Data for processing Start Marker

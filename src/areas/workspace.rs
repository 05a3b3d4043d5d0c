//! Working-tree access.
//!
//! All paths handed in and out are relative to the repository root; the
//! workspace joins them against its root for the actual file operations.

use crate::artifacts::ignore::IgnoreMatcher;
use crate::errors::Result;
use sha1::{Digest, Sha1};
use std::path::{Component, Path, PathBuf};
use walkdir::WalkDir;

use crate::areas::repository::METADATA_DIR;

/// Content hash of a byte slice, as used by the staging index.
pub fn hash_bytes(data: &[u8]) -> String {
    let mut hasher = Sha1::new();
    hasher.update(data);

    format!("{:x}", hasher.finalize())
}

#[derive(Debug)]
pub struct Workspace {
    root: Box<Path>,
}

impl Workspace {
    pub fn new(root: Box<Path>) -> Self {
        Workspace { root }
    }

    pub fn root(&self) -> &Path {
        &self.root
    }

    pub fn exists(&self, rel: &Path) -> bool {
        self.root.join(rel).exists()
    }

    pub fn is_dir(&self, rel: &Path) -> bool {
        self.root.join(rel).is_dir()
    }

    pub fn read_bytes(&self, rel: &Path) -> Result<Vec<u8>> {
        Ok(std::fs::read(self.root.join(rel))?)
    }

    pub fn hash_file(&self, rel: &Path) -> Result<String> {
        Ok(hash_bytes(&self.read_bytes(rel)?))
    }

    /// Write a file, creating missing parent directories.
    pub fn write_file(&self, rel: &Path, data: &[u8]) -> Result<()> {
        let target = self.root.join(rel);
        if let Some(parent) = target.parent() {
            std::fs::create_dir_all(parent)?;
        }
        std::fs::write(target, data)?;

        Ok(())
    }

    /// Every non-ignored file in the tree, relative and sorted. Ignored
    /// directories are pruned without descending into them.
    pub fn list_files(&self, ignore: &IgnoreMatcher) -> Vec<PathBuf> {
        let mut files: Vec<PathBuf> = WalkDir::new(&self.root)
            .into_iter()
            .filter_entry(|entry| {
                let Ok(rel) = entry.path().strip_prefix(self.root.as_ref()) else {
                    return true;
                };
                rel.as_os_str().is_empty() || !ignore.is_ignored(rel, entry.path().is_dir())
            })
            .filter_map(|entry| entry.ok())
            .filter(|entry| entry.path().is_file())
            .filter_map(|entry| {
                entry
                    .path()
                    .strip_prefix(self.root.as_ref())
                    .ok()
                    .map(Path::to_path_buf)
            })
            .collect();

        files.sort();
        files
    }

    /// Expand a user-supplied target into concrete relative file paths:
    /// directories recurse, `*`/`?` patterns glob against the tree, anything
    /// else passes through (existence is the caller's concern).
    pub fn expand_target(&self, raw: &str) -> Vec<PathBuf> {
        let rel = normalize_rel(raw);

        if self.is_dir(&rel) {
            return self.files_under(&rel);
        }

        if raw.contains('*') || raw.contains('?') {
            let pattern = glob_regex(&rel.to_string_lossy());
            return self
                .all_files()
                .into_iter()
                .filter(|path| pattern.is_match(&path.to_string_lossy()))
                .collect();
        }

        vec![rel]
    }

    fn files_under(&self, rel: &Path) -> Vec<PathBuf> {
        let mut files: Vec<PathBuf> = WalkDir::new(self.root.join(rel))
            .into_iter()
            .filter_entry(|entry| entry.file_name() != METADATA_DIR)
            .filter_map(|entry| entry.ok())
            .filter(|entry| entry.path().is_file())
            .filter_map(|entry| {
                entry
                    .path()
                    .strip_prefix(self.root.as_ref())
                    .ok()
                    .map(Path::to_path_buf)
            })
            .collect();

        files.sort();
        files
    }

    /// All files in the tree except the metadata directory, unfiltered by
    /// ignore rules (staging applies those per file).
    fn all_files(&self) -> Vec<PathBuf> {
        let mut files: Vec<PathBuf> = WalkDir::new(&self.root)
            .into_iter()
            .filter_entry(|entry| entry.file_name() != METADATA_DIR)
            .filter_map(|entry| entry.ok())
            .filter(|entry| entry.path().is_file())
            .filter_map(|entry| {
                entry
                    .path()
                    .strip_prefix(self.root.as_ref())
                    .ok()
                    .map(Path::to_path_buf)
            })
            .collect();

        files.sort();
        files
    }
}

/// Strip `./` prefixes and current-dir components from a user path.
pub(crate) fn normalize_rel(raw: &str) -> PathBuf {
    Path::new(raw)
        .components()
        .filter(|c| !matches!(c, Component::CurDir))
        .collect()
}

fn glob_regex(glob: &str) -> regex::Regex {
    let mut pattern = String::with_capacity(glob.len() * 2);
    pattern.push('^');
    for c in glob.chars() {
        match c {
            '*' => pattern.push_str(".*"),
            '?' => pattern.push('.'),
            c if "\\.+()[]{}^$|".contains(c) => {
                pattern.push('\\');
                pattern.push(c);
            }
            c => pattern.push(c),
        }
    }
    pattern.push('$');

    regex::Regex::new(&pattern).unwrap_or_else(|_| regex::Regex::new("$^").expect("valid regex"))
}
mod common;

use assert_fs::TempDir;
use common::{
    head_commit_id, init_repository_dir, run_strata, stdout_of, write_bytes, write_file,
};
use predicates::prelude::*;
use rstest::rstest;

#[rstest]
fn clean_tree_has_no_differences(init_repository_dir: TempDir) {
    run_strata(init_repository_dir.path(), &["diff"])
        .assert()
        .success()
        .stdout(predicate::str::contains("No differences found"));
}

#[rstest]
fn edited_file_renders_a_unified_hunk(init_repository_dir: TempDir) {
    write_file(init_repository_dir.path(), "1.txt", "uno");

    let output = stdout_of(
        run_strata(init_repository_dir.path(), &["diff"])
            .assert()
            .success(),
    );

    assert!(output.contains("diff --strata a/1.txt b/1.txt"));
    assert!(output.contains("--- a/1.txt"));
    assert!(output.contains("+++ b/1.txt"));
    assert!(output.contains("@@"));
    assert!(output.contains("-one"));
    assert!(output.contains("+uno"));
    assert!(output.contains("+1 insertions"));
    assert!(output.contains("-1 deletions"));
}

#[rstest]
fn diff_between_two_commits_shows_the_change(init_repository_dir: TempDir) {
    let first = head_commit_id(init_repository_dir.path());
    write_file(init_repository_dir.path(), "1.txt", "uno");
    run_strata(init_repository_dir.path(), &["add", "1.txt"])
        .assert()
        .success();
    run_strata(init_repository_dir.path(), &["commit", "-m", "Second"])
        .assert()
        .success();
    let second = head_commit_id(init_repository_dir.path());

    let output = stdout_of(
        run_strata(init_repository_dir.path(), &["diff", &first, &second])
            .assert()
            .success(),
    );

    assert!(output.contains(&format!("Comparing {first} -> {second}")));
    assert!(output.contains("-one"));
    assert!(output.contains("+uno"));
    assert!(output.contains("1 file(s) changed"));
}

#[rstest]
fn new_files_in_a_commit_show_as_additions(init_repository_dir: TempDir) {
    let first = head_commit_id(init_repository_dir.path());
    write_file(init_repository_dir.path(), "added.txt", "fresh\nlines\n");
    run_strata(init_repository_dir.path(), &["add", "added.txt"])
        .assert()
        .success();
    run_strata(init_repository_dir.path(), &["commit", "-m", "Add file"])
        .assert()
        .success();
    let second = head_commit_id(init_repository_dir.path());

    let output = stdout_of(
        run_strata(init_repository_dir.path(), &["diff", &first, &second])
            .assert()
            .success(),
    );

    assert!(output.contains("+++ New file: added.txt"));
    assert!(output.contains("+2 lines"));
}

#[rstest]
fn binary_files_get_a_marker_instead_of_a_line_diff(init_repository_dir: TempDir) {
    write_bytes(init_repository_dir.path(), "blob.bin", b"\x00\x01\x02data");
    run_strata(init_repository_dir.path(), &["add", "blob.bin"])
        .assert()
        .success();
    run_strata(init_repository_dir.path(), &["commit", "-m", "Binary"])
        .assert()
        .success();

    write_bytes(init_repository_dir.path(), "blob.bin", b"\x00\x01\x03data");

    let output = stdout_of(
        run_strata(init_repository_dir.path(), &["diff"])
            .assert()
            .success(),
    );

    assert!(output.contains("Binary files a/blob.bin and b/blob.bin differ"));
    assert!(!output.contains("@@"));
}

#[rstest]
fn cached_diff_compares_the_stage_against_head(init_repository_dir: TempDir) {
    write_file(init_repository_dir.path(), "1.txt", "staged version");
    run_strata(init_repository_dir.path(), &["add", "1.txt"])
        .assert()
        .success();
    // A later unstaged edit must not leak into the cached diff's file set.
    write_file(init_repository_dir.path(), "a/2.txt", "unstaged edit");

    let output = stdout_of(
        run_strata(init_repository_dir.path(), &["diff", "--cached"])
            .assert()
            .success(),
    );

    assert!(output.contains("+staged version"));
    assert!(!output.contains("a/2.txt"));
}

#[rstest]
fn unknown_commit_ids_fail(init_repository_dir: TempDir) {
    run_strata(init_repository_dir.path(), &["diff", "deadbeef"])
        .assert()
        .failure()
        .stderr(predicate::str::contains("not found"));
}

Data for processing End Marker

◆ What is expected ◆
The answer must be every line of the records above that holds the word "PathBuf".

◆ Result of the exercise ◆
use std::path::{Component, Path, PathBuf};
    pub fn list_files(&self, ignore: &IgnoreMatcher) -> Vec<PathBuf> {
        let mut files: Vec<PathBuf> = WalkDir::new(&self.root)
    pub fn expand_target(&self, raw: &str) -> Vec<PathBuf> {
    fn files_under(&self, rel: &Path) -> Vec<PathBuf> {
        let mut files: Vec<PathBuf> = WalkDir::new(self.root.join(rel))
    fn all_files(&self) -> Vec<PathBuf> {
        let mut files: Vec<PathBuf> = WalkDir::new(&self.root)
pub(crate) fn normalize_rel(raw: &str) -> PathBuf {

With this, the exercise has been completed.